Life Questions

How to Forgive Someone Who Has Let You Down

It may seem difficult to forgive someone who has let us down. However, before we get lost in a haze of anger and indignation over the perceived let-down, it might be a good idea to look within to understand our own role in the issue.


Could I Be to Blame, At Least in Part?


No one likes to feel let down, but it is important to look within to see where the source of these feelings may be coming from. You might think this is an odd thing to do. “The feelings are coming from the person who let me down, of course,” we hear you say.


The trouble with this is that it makes you into a helpless victim of the actions, or inactions, of others. They do or don’t do what you expect, and you feel let down and disappointed.


The phrase to “let someone down” implies there was an expectation that was not met. Let’s imagine a few common situations so we can get a better grasp of what might be going on.


For example, imagine your romantic partner agreed to meet you for dinner at your favorite restaurant, then canceled at the last minute. The first thing to consider is whether or not it was unavoidable. Do they have to work late, did their car break down, and so on? In these instances, it is disappointing, of course, but not something the other person should be blamed for.


“If they really cared about me, they would…”. What if you were expecting a fuss for your birthday, such as a romantic dinner for two and a nice gift? Most people do give gifts to each other for birthdays, so that is not an unreasonable expectation. But what about the romantic aspect of it? For some people, a candlelit dinner is enough. For others, it should be no expense spared, with champagne, plus a nice gift at the end of the lavish meal.


The trouble is that most people are not mind readers. They might think pizza with a bottle of wine and a movie is the perfect way to celebrate your birthday. They did make an effort, and as the phrase goes, it’s the thought that counts.

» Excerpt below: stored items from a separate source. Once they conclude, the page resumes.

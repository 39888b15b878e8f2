use dioxus::prelude::*;

/// A full-screen overlay that centers its children in a titled modal card.
/// Clicking outside the card or on the close button triggers `on_close`.
#[component]
pub fn ModalOverlay(title: String, on_close: EventHandler<()>, children: Element) -> Element {
    rsx! {
        div {
            class: "modal-backdrop",
            onclick: move |_| on_close.call(()),
            div {
                class: "modal-card",
                role: "dialog",
                onclick: move |evt: Event<MouseData>| evt.stop_propagation(),
                header {
                    class: "modal-header",
                    h2 { "{title}" }
                    button {
                        class: "modal-close",
                        title: "Cerrar",
                        onclick: move |_| on_close.call(()),
                        "×"
                    }
                }
                div { class: "modal-body", {children} }
            }
        }
    }
}
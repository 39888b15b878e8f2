use serde::{Deserialize, Serialize};

use super::require;
use crate::{ApiError, Result};

/// Product record.
#[derive(Debug, Clone, PartialEq, Serialize, Deserialize)]
pub struct Producto {
    pub id_producto: i64,
    pub nombre: String,
    #[serde(default)]
    pub descripcion: Option<String>,
    #[serde(default)]
    pub codigo: Option<String>,
    #[serde(default)]
    pub precio: f64,
    #[serde(default)]
    pub stock_actual: i64,
    #[serde(default)]
    pub stock_minimo: i64,
    #[serde(default)]
    pub id_categoria: Option<i64>,
    #[serde(default)]
    pub id_marca: Option<i64>,
    #[serde(default)]
    pub id_proveedor: Option<i64>,
    #[serde(default)]
    pub id_ubicacion: Option<i64>,
}

impl Producto {
    /// At or below the configured minimum.
    pub fn is_low_stock(&self) -> bool {
        self.stock_actual <= self.stock_minimo
    }
}

/// Create/update payload for `/productos`.
#[derive(Debug, Clone, Default, PartialEq, Serialize, Deserialize)]
pub struct ProductoInput {
    pub nombre: String,
    pub descripcion: Option<String>,
    pub codigo: Option<String>,
    pub precio: f64,
    pub stock_minimo: i64,
    pub id_categoria: Option<i64>,
    pub id_marca: Option<i64>,
    pub id_proveedor: Option<i64>,
    pub id_ubicacion: Option<i64>,
}

impl ProductoInput {
    pub fn from_producto(p: &Producto) -> Self {
        Self {
            nombre: p.nombre.clone(),
            descripcion: p.descripcion.clone(),
            codigo: p.codigo.clone(),
            precio: p.precio,
            stock_minimo: p.stock_minimo,
            id_categoria: p.id_categoria,
            id_marca: p.id_marca,
            id_proveedor: p.id_proveedor,
            id_ubicacion: p.id_ubicacion,
        }
    }

    pub fn validate(&self) -> Result<()> {
        require(&self.nombre, "nombre")?;
        if !self.precio.is_finite() || self.precio < 0.0 {
            return Err(ApiError::Validation("precio must not be negative".to_string()));
        }
        if self.stock_minimo < 0 {
            return Err(ApiError::Validation(
                "stock_minimo must not be negative".to_string(),
            ));
        }
        Ok(())
    }
}

#[cfg(test)]
mod tests {
    use super::*;

    #[test]
    fn test_defaults_when_backend_omits_fields() {
        let p: Producto =
            serde_json::from_str(r#"{"id_producto": 1, "nombre": "Tornillo"}"#).unwrap();
        assert_eq!(p.stock_actual, 0);
        assert!(p.is_low_stock());
        assert!(p.codigo.is_none());
    }

    #[test]
    fn test_validate() {
        let mut input = ProductoInput {
            nombre: "Tuerca".into(),
            precio: 1.5,
            ..Default::default()
        };
        assert!(input.validate().is_ok());
        input.precio = -1.0;
        assert!(input.validate().is_err());
        input.precio = 0.0;
        input.nombre = "   ".into();
        assert_eq!(input.validate().unwrap_err().to_string(), "nombre is required");
    }
}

Giving Up on Notions of Perfection


People are not perfect. Nor are birthdays, meals, gifts and so on – except in the eye of the beholder. If we expect things to be “perfect” all the time, we are going to be let down a lot of the time. If on the other hand we cultivate an attitude of gratitude and are happy that the other people in our lives are doing their best, we will feel a lot more appreciative and a lot less disappointed.


Feeling less disappointed means that you won’t feel let down so often, and that means you will have a great deal less to forgive.


When Is Forgiveness Required?


If you offer unconditional love without expectations, then forgiveness and deciding whether or not to forgive someone isn’t really a question that will ever arise.


If you are 100% certain that they have deliberatly set out to hurt you, then you might need to consider it. Remember, you are in the driver’s seat – not the other person. Living a life of honesty and integrity will allow you to love without expectations because you understand that everyone makes their own choices for various reasons which often have nothing to do with you.


Be honest when your feelings are hurt, but don’t fly off the handle just because you were expecting one thing and got another.


Is it possible to forgive people when they let us down? Let me know your thoughts in the comments.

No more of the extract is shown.